**WHAT IS REQUIRED**
Filter the entries below, keeping every line that has the word "generation".

- Opening Delimiter -

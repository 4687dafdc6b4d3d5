//! Banded, dense, and sparse matrix storage tailored to the block structure
//! of the discretized general rate model Jacobian.

pub mod band;
pub mod dense;
pub mod sparse;

pub use band::{BandMatrix, FactorizableBandMatrix};
pub use dense::DenseSlab;
pub use sparse::SparseCoupling;
//! Multi-component Langmuir isotherm with dynamic kinetics:
//! `dq_i/dt = k_a,i c_p,i q_max,i (1 - sum_j q_j / q_max,j) - k_d,i q_i`.

use crate::ad::{Active, Real};
use crate::linalg::{BandMatrix, FactorizableBandMatrix};
use crate::model::ParamId;

#[derive(Debug, Clone)]
pub struct LangmuirBinding {
    n_bound: Vec<usize>,
    ka: Vec<Active>,
    kd: Vec<Active>,
    qmax: Vec<Active>,
}

impl LangmuirBinding {
    pub fn new(ka: &[f64], kd: &[f64], qmax: &[f64]) -> Self {
        assert_eq!(ka.len(), kd.len());
        assert_eq!(ka.len(), qmax.len());
        Self {
            n_bound: vec![1; ka.len()],
            ka: ka.iter().map(|v| Active::constant(*v)).collect(),
            kd: kd.iter().map(|v| Active::constant(*v)).collect(),
            qmax: qmax.iter().map(|v| Active::constant(*v)).collect(),
        }
    }

    pub fn n_comp(&self) -> usize {
        self.n_bound.len()
    }

    pub fn n_bound(&self) -> &[usize] {
        &self.n_bound
    }

    pub fn residual<T: Real>(
        &self,
        tau: f64,
        cp: &[f64],
        q: &[f64],
        q_dot: Option<&[f64]>,
        res: &mut [T],
    ) {
        let n = self.n_comp();
        // Free-site fraction 1 - sum_j q_j / q_max,j
        let mut free = T::from_f64(1.0);
        for j in 0..n {
            free -= T::from_f64(q[j]) / T::from_active(self.qmax[j]);
        }
        for i in 0..n {
            let ka = T::from_active(self.ka[i]);
            let kd = T::from_active(self.kd[i]);
            let qmax = T::from_active(self.qmax[i]);
            let f_ads = ka * T::from_f64(cp[i]) * qmax * free - kd * T::from_f64(q[i]);
            let dq = q_dot.map(|qd| qd[i]).unwrap_or(0.0);
            res[i] = T::from_f64(tau * dq) - f_ads;
        }
    }

    pub fn state_jacobian(
        &self,
        cp: &[f64],
        q: &[f64],
        jac: &mut BandMatrix,
        first_bound_row: usize,
    ) {
        let n = self.n_comp();
        let mut free = 1.0;
        for j in 0..n {
            free -= q[j] / self.qmax[j].value();
        }
        for i in 0..n {
            let row = first_bound_row + i;
            let ka = self.ka[i].value();
            let kd = self.kd[i].value();
            let qmax = self.qmax[i].value();
            // d(-f_ads)/d(c_p,i)
            let to_cp = i as isize - (n + i) as isize;
            jac.add(row, to_cp, -ka * qmax * free);
            for j in 0..n {
                // d(-f_ads)/d(q_j): occupancy term plus desorption
                let mut v = ka * cp[i] * qmax / self.qmax[j].value();
                if i == j {
                    v += kd;
                }
                jac.add(row, j as isize - i as isize, v);
            }
        }
    }

    pub fn jacobian_add_discretized(
        &self,
        factor: f64,
        jac: &mut FactorizableBandMatrix,
        first_bound_row: usize,
    ) {
        for i in 0..self.n_comp() {
            jac.add(first_bound_row + i, 0, factor);
        }
    }

    pub fn set_sens_direction(&mut self, param: &ParamId, dir: usize) -> bool {
        match param {
            ParamId::BindingKa(comp) if *comp < self.ka.len() => {
                self.ka[*comp].set_direction(dir, 1.0);
                true
            }
            ParamId::BindingKd(comp) if *comp < self.kd.len() => {
                self.kd[*comp].set_direction(dir, 1.0);
                true
            }
            _ => false,
        }
    }
}

#[cfg(test)]
mod tests {
    use super::*;

    #[test]
    fn test_residual_at_equilibrium() {
        let binding = LangmuirBinding::new(&[1.0], &[0.5], &[10.0]);
        // Equilibrium: ka cp qmax (1 - q/qmax) = kd q
        // with cp = 1: 10 (1 - q/10) = 0.5 q  ->  q = 20/3
        let cp = [1.0];
        let q = [20.0 / 3.0];
        let mut res = [0.0_f64; 1];
        binding.residual(1.0, &cp, &q, None, &mut res);
        assert!(res[0].abs() < 1e-13);
    }

    #[test]
    fn test_state_jacobian_matches_finite_differences() {
        let binding = LangmuirBinding::new(&[1.2, 0.8], &[0.5, 0.3], &[8.0, 6.0]);
        let cp = [0.7, 0.4];
        let q = [1.5, 2.0];
        let n = 2;

        // Band layout of one shell: 2 liquid + 2 bound entries
        let mut jac = BandMatrix::new(4, 3, 3);
        binding.state_jacobian(&cp, &q, &mut jac, 2);

        let eps = 1e-7;
        let mut base = [0.0_f64; 2];
        binding.residual(1.0, &cp, &q, None, &mut base);
        for j in 0..n {
            let mut qp = q;
            qp[j] += eps;
            let mut pert = [0.0_f64; 2];
            binding.residual(1.0, &cp, &qp, None, &mut pert);
            for i in 0..n {
                let fd = (pert[i] - base[i]) / eps;
                let row = 2 + i;
                let entry = jac.get(row, j as isize - i as isize);
                assert!(
                    (entry - fd).abs() < 1e-5,
                    "dF{i}/dq{j}: {entry} vs {fd}"
                );
            }
        }
    }
}
//! Shared model builders for the integration tests.
#![allow(dead_code)]

use chromsol::model::binding::{BindingModel, LangmuirBinding, LinearBinding, SmaBinding};
use chromsol::{ColumnParams, Discretization, GeneralRateModel, Inlet, InletSection};

/// Two-component column with a dynamic linear isotherm, matching the
/// two-component pulse regression scenario: 16 axial cells, 4 radial shells,
/// `k_eq = 2`.
pub fn linear_two_component() -> GeneralRateModel {
    let disc = Discretization::new(2, 16, 4, vec![1, 1]);
    let params = ColumnParams::new(
        0.1,    // column length
        0.4,    // column porosity
        0.3,    // particle porosity
        5e-5,   // particle radius
        1e-3,   // interstitial velocity
        1e-5,   // axial dispersion
        &[1e-3, 1e-3],
        &[1e-10, 1e-10],
        &[0.0, 0.0],
    );
    let binding = BindingModel::Linear(LinearBinding::new(
        vec![1, 1],
        &[2.0, 2.0],
        &[1.0, 1.0],
        false,
    ));
    // 100 s rectangular pulse of [1.0, 0.5], then clean feed
    let inlet = Inlet {
        sections: vec![
            InletSection::constant_profile(&[1.0, 0.5]),
            InletSection::constant_profile(&[0.0, 0.0]),
        ],
    };
    GeneralRateModel::new(disc, params, binding, inlet).unwrap()
}

/// Three-component steric mass action column (salt plus two proteins) with a
/// quasi-stationary isotherm and a salt gradient from 50 to 500 over 2000 s.
pub fn sma_quasi_stationary() -> GeneralRateModel {
    let disc = Discretization::new(3, 8, 3, vec![1, 1, 1]);
    let params = ColumnParams::new(
        0.014,
        0.37,
        0.75,
        4.5e-5,
        5.75e-4,
        5.75e-8,
        &[6.9e-6, 6.9e-6, 6.9e-6],
        &[7e-10, 6.07e-11, 6.07e-11],
        &[0.0, 0.0, 0.0],
    );
    let binding = BindingModel::StericMassAction(SmaBinding::new(
        1200.0,
        &[1.0, 5.0, 4.0],
        &[0.0, 11.0, 10.0],
        &[0.0, 2e-13, 2.5e-10],
        &[0.0, 3.2e-9, 2e-7],
        true,
    ));
    let inlet = Inlet {
        sections: vec![InletSection::linear_profile(
            &[50.0, 0.1, 0.1],
            &[0.225, 0.0, 0.0],
        )],
    };
    GeneralRateModel::new(disc, params, binding, inlet).unwrap()
}

/// Dynamic multi-component Langmuir column without algebraic equations.
pub fn langmuir_dynamic() -> GeneralRateModel {
    let disc = Discretization::new(2, 8, 3, vec![1, 1]);
    let params = ColumnParams::new(
        0.1,
        0.4,
        0.33,
        4.5e-5,
        2e-3,
        2e-5,
        &[1.2e-3, 9e-4],
        &[1e-10, 1.5e-10],
        &[0.0, 0.0],
    );
    let binding = BindingModel::Langmuir(LangmuirBinding::new(
        &[1.14, 2.0],
        &[2e-3, 1e-3],
        &[4.88, 3.5],
    ));
    let inlet = Inlet {
        sections: vec![InletSection::constant_profile(&[1.0, 1.0])],
    };
    GeneralRateModel::new(disc, params, binding, inlet).unwrap()
}
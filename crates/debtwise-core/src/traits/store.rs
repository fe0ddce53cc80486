//! Embedding store contract.

use async_trait::async_trait;

use crate::error::Result;
use crate::types::{ChunkId, ChunkSnapshot, NewChunk};

/// Append-only collection of chunks and their embeddings.
///
/// Writes are serialized by the implementation; reads hand out immutable
/// snapshots so callers never need a lock of their own.
#[async_trait]
pub trait ChunkStore: Send + Sync {
    fn name(&self) -> &str;

    /// Insert one chunk atomically. Fails with `DuplicateId` when the caller's
    /// id is taken (store unchanged), assigns a fresh id when none is given.
    async fn put(&self, chunk: NewChunk) -> Result<ChunkId>;

    /// Insert a batch. Either every chunk is stored or none is.
    async fn put_many(&self, chunks: Vec<NewChunk>) -> Result<Vec<ChunkId>>;

    /// Every stored chunk in insertion order, as of this call.
    async fn get_all(&self) -> Result<ChunkSnapshot>;

    async fn len(&self) -> Result<usize>;

    /// Dimensionality fixed by the first insert, `None` while empty.
    async fn dimension(&self) -> Result<Option<usize>>;
}
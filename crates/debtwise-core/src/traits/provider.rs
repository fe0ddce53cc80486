//! Text-generation capability.

use async_trait::async_trait;

use crate::error::Result;
use crate::types::{Message, ProviderResponse};

/// Sampling parameters for a single generation call.
#[derive(Debug, Clone)]
pub struct GenerateParams {
    pub model: String,
    pub temperature: f32,
    pub max_tokens: u32,
}

#[async_trait]
pub trait Provider: Send + Sync {
    fn name(&self) -> &str;

    async fn chat(&self, messages: &[Message], params: &GenerateParams) -> Result<ProviderResponse>;

    async fn health_check(&self) -> Result<bool> {
        Ok(true)
    }
}
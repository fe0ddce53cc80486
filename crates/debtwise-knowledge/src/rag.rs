//! Answer pipeline: retrieve context, fill the prompt, generate.
//!
//! Retrieval failures do not abort an answer. They are logged and the
//! question is answered without context, flagged as `degraded`.

use debtwise_core::config::DebtWiseConfig;
use debtwise_core::error::{DebtWiseError, Result};
use debtwise_core::traits::{GenerateParams, Provider};
use debtwise_core::types::Message;
use std::sync::Arc;

use crate::retriever::SimilarityRetriever;

/// Join retrieved chunk texts into one context block.
pub fn get_context(texts: &[String]) -> String {
    texts.join("\n\n")
}

pub fn render_prompt(template: &str, question: &str, context: &str) -> String {
    template
        .replace("{context}", context)
        .replace("{question}", question)
}

/// Split `<think>...</think>` reasoning out of a model response.
///
/// Returns the remaining text (trimmed) and the joined reasoning, if any.
pub fn split_reasoning(text: &str) -> (String, Option<String>) {
    const OPEN: &str = "<think>";
    const CLOSE: &str = "</think>";

    let mut main = String::new();
    let mut thoughts = Vec::new();
    let mut rest = text;
    while let Some(start) = rest.find(OPEN) {
        let after_open = &rest[start + OPEN.len()..];
        let Some(end) = after_open.find(CLOSE) else { break };
        main.push_str(&rest[..start]);
        let thought = after_open[..end].trim();
        if !thought.is_empty() {
            thoughts.push(thought.to_string());
        }
        rest = &after_open[end + CLOSE.len()..];
    }
    main.push_str(rest);

    let reasoning = if thoughts.is_empty() {
        None
    } else {
        Some(thoughts.join("\n\n"))
    };
    (main.trim().to_string(), reasoning)
}

#[derive(Debug, Clone, PartialEq)]
pub struct Answer {
    pub text: String,
    pub reasoning: Option<String>,
    /// Retrieved passages the answer was grounded on, best first.
    pub sources: Vec<String>,
    /// True when retrieval failed and the answer was generated without context.
    pub degraded: bool,
}

pub struct RagPipeline {
    retriever: Arc<SimilarityRetriever>,
    provider: Arc<dyn Provider>,
    params: GenerateParams,
    prompt_template: String,
    top_k: usize,
    strip_reasoning: bool,
}

impl RagPipeline {
    pub fn new(
        retriever: Arc<SimilarityRetriever>,
        provider: Arc<dyn Provider>,
        config: &DebtWiseConfig,
    ) -> Self {
        Self {
            retriever,
            provider,
            params: GenerateParams {
                model: config.llm.model.clone(),
                temperature: config.llm.temperature,
                max_tokens: config.llm.max_tokens,
            },
            prompt_template: config.rag.prompt_template.clone(),
            top_k: config.retrieval.top_k,
            strip_reasoning: config.rag.strip_reasoning,
        }
    }

    pub async fn answer(&self, question: &str) -> Result<Answer> {
        let (sources, degraded) = match self.retriever.retrieve(question, self.top_k).await {
            Ok(texts) => (texts, false),
            Err(e) => {
                tracing::warn!("retrieval failed, answering without context: {e}");
                (Vec::new(), true)
            }
        };

        let context = get_context(&sources);
        let prompt = render_prompt(&self.prompt_template, question, &context);
        tracing::debug!(
            "prompt: {} chars, {} context passages",
            prompt.len(),
            sources.len()
        );

        let response = self
            .provider
            .chat(&[Message::user(prompt)], &self.params)
            .await?;
        let raw = response.content.ok_or_else(|| {
            DebtWiseError::Provider(format!("{} returned no content", self.provider.name()))
        })?;

        let (text, reasoning) = if self.strip_reasoning {
            split_reasoning(&raw)
        } else {
            (raw.trim().to_string(), None)
        };

        Ok(Answer {
            text,
            reasoning,
            sources,
            degraded,
        })
    }
}
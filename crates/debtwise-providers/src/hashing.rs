//! Local hashing embedder: no model, no network.
//!
//! Lowercased alphanumeric tokens are hashed (SHA-256) into a fixed number of
//! buckets with a hash-derived sign, then the vector is L2-normalized. Texts
//! sharing vocabulary land close together, which is enough for offline runs
//! and deterministic tests.

use async_trait::async_trait;
use debtwise_core::error::{DebtWiseError, Result};
use debtwise_core::traits::Embedder;
use sha2::{Digest, Sha256};

pub const DEFAULT_HASHING_DIMENSIONS: usize = 256;

pub struct HashingEmbedder {
    dimensions: usize,
}

impl HashingEmbedder {
    pub fn new(dimensions: usize) -> Result<Self> {
        if dimensions == 0 {
            return Err(DebtWiseError::Config("hashing embedder needs dimensions > 0".into()));
        }
        Ok(Self { dimensions })
    }

    /// Synchronous core of `embed`.
    pub fn embed_text(&self, text: &str) -> Vec<f32> {
        let mut vector = vec![0.0f32; self.dimensions];
        for token in text
            .split(|c: char| !c.is_alphanumeric())
            .filter(|t| !t.is_empty())
        {
            let (bucket, sign) = self.slot(&token.to_lowercase());
            vector[bucket] += sign;
        }

        let norm = vector.iter().map(|v| v * v).sum::<f32>().sqrt();
        if norm > 0.0 {
            for v in &mut vector {
                *v /= norm;
            }
        }
        vector
    }

    /// Bucket from the first 8 digest bytes, sign from the 9th.
    fn slot(&self, token: &str) -> (usize, f32) {
        let digest = Sha256::digest(token.as_bytes());
        let mut head = [0u8; 8];
        head.copy_from_slice(&digest[..8]);
        let bucket = (u64::from_le_bytes(head) % self.dimensions as u64) as usize;
        let sign = if digest[8] & 1 == 0 { 1.0 } else { -1.0 };
        (bucket, sign)
    }
}

impl Default for HashingEmbedder {
    fn default() -> Self {
        Self { dimensions: DEFAULT_HASHING_DIMENSIONS }
    }
}

#[async_trait]
impl Embedder for HashingEmbedder {
    fn name(&self) -> &str {
        "hashing"
    }

    fn dimensions(&self) -> Option<usize> {
        Some(self.dimensions)
    }

    async fn embed(&self, text: &str) -> Result<Vec<f32>> {
        Ok(self.embed_text(text))
    }
}
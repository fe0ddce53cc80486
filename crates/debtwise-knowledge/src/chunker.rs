//! Recursive character splitter.
//!
//! Splits on the coarsest separator present (`"\n\n"`, `"\n"`, `" "`, then
//! single characters), greedily merges pieces up to `chunk_size` characters,
//! and carries up to `chunk_overlap` characters into the next chunk. Pieces
//! still too long are split again with the next finer separator.

use debtwise_core::config::ChunkingConfig;
use std::collections::VecDeque;

const SEPARATORS: &[&str] = &["\n\n", "\n", " ", ""];

/// A chunk of a source document.
#[derive(Debug, Clone, PartialEq)]
pub struct TextChunk {
    pub text: String,
    /// Byte offset of the chunk in its source, when it occurs verbatim.
    pub start_index: Option<usize>,
}

#[derive(Debug, Clone)]
pub struct RecursiveSplitter {
    chunk_size: usize,
    chunk_overlap: usize,
}

fn char_len(s: &str) -> usize {
    s.chars().count()
}

impl RecursiveSplitter {
    pub fn new(chunk_size: usize, chunk_overlap: usize) -> Self {
        let chunk_size = chunk_size.max(1);
        Self {
            chunk_size,
            chunk_overlap: chunk_overlap.min(chunk_size - 1),
        }
    }

    pub fn from_config(config: &ChunkingConfig) -> Self {
        Self::new(config.chunk_size, config.chunk_overlap)
    }

    /// Split `text` and locate each chunk in it.
    pub fn split(&self, text: &str) -> Vec<TextChunk> {
        let mut search_from = 0;
        self.split_text(text)
            .into_iter()
            .map(|chunk| {
                let start_index = text[search_from..].find(&chunk).map(|i| i + search_from);
                if let Some(start) = start_index {
                    // Next chunk may overlap this one, so only step past its first char.
                    search_from = start + chunk.chars().next().map_or(0, char::len_utf8);
                }
                TextChunk { text: chunk, start_index }
            })
            .collect()
    }

    pub fn split_text(&self, text: &str) -> Vec<String> {
        self.split_recursive(text, SEPARATORS)
    }

    fn split_recursive(&self, text: &str, separators: &[&str]) -> Vec<String> {
        let (idx, separator) = separators
            .iter()
            .enumerate()
            .find(|(_, s)| s.is_empty() || text.contains(**s))
            .map(|(i, s)| (i, *s))
            .unwrap_or((separators.len().saturating_sub(1), ""));
        let finer = separators.get(idx + 1..).unwrap_or(&[]);

        let pieces: Vec<&str> = if separator.is_empty() {
            text.char_indices()
                .map(|(i, c)| &text[i..i + c.len_utf8()])
                .collect()
        } else {
            text.split(separator).filter(|p| !p.is_empty()).collect()
        };

        let mut out = Vec::new();
        let mut fitting: Vec<&str> = Vec::new();
        for piece in pieces {
            if char_len(piece) < self.chunk_size {
                fitting.push(piece);
                continue;
            }
            if !fitting.is_empty() {
                out.extend(self.merge(&fitting, separator));
                fitting.clear();
            }
            if finer.is_empty() {
                out.push(piece.to_string());
            } else {
                out.extend(self.split_recursive(piece, finer));
            }
        }
        if !fitting.is_empty() {
            out.extend(self.merge(&fitting, separator));
        }
        out
    }

    /// Greedily pack `pieces` into chunks, keeping a tail of up to
    /// `chunk_overlap` characters as the head of the next chunk.
    fn merge(&self, pieces: &[&str], separator: &str) -> Vec<String> {
        let sep_len = char_len(separator);
        let mut docs = Vec::new();
        let mut current: VecDeque<&str> = VecDeque::new();
        let mut total = 0usize;

        for piece in pieces {
            let len = char_len(piece);
            let joined_len = |current: &VecDeque<&str>, total: usize| {
                total + len + if current.is_empty() { 0 } else { sep_len }
            };

            if joined_len(&current, total) > self.chunk_size && !current.is_empty() {
                if let Some(doc) = join_trimmed(&current, separator) {
                    docs.push(doc);
                }
                while total > self.chunk_overlap
                    || (joined_len(&current, total) > self.chunk_size && total > 0)
                {
                    let Some(first) = current.pop_front() else { break };
                    total -= char_len(first) + if current.is_empty() { 0 } else { sep_len };
                }
            }

            total += len + if current.is_empty() { 0 } else { sep_len };
            current.push_back(piece);
        }

        if let Some(doc) = join_trimmed(&current, separator) {
            docs.push(doc);
        }
        docs
    }
}

impl Default for RecursiveSplitter {
    fn default() -> Self {
        Self::from_config(&ChunkingConfig::default())
    }
}

fn join_trimmed(pieces: &VecDeque<&str>, separator: &str) -> Option<String> {
    let joined = pieces
        .iter()
        .copied()
        .collect::<Vec<_>>()
        .join(separator);
    let trimmed = joined.trim();
    if trimmed.is_empty() {
        None
    } else {
        Some(trimmed.to_string())
    }
}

- Closing Delimiter -

**YOUR RESPONSE**
//! Text-generation capability.
/// Sampling parameters for a single generation call.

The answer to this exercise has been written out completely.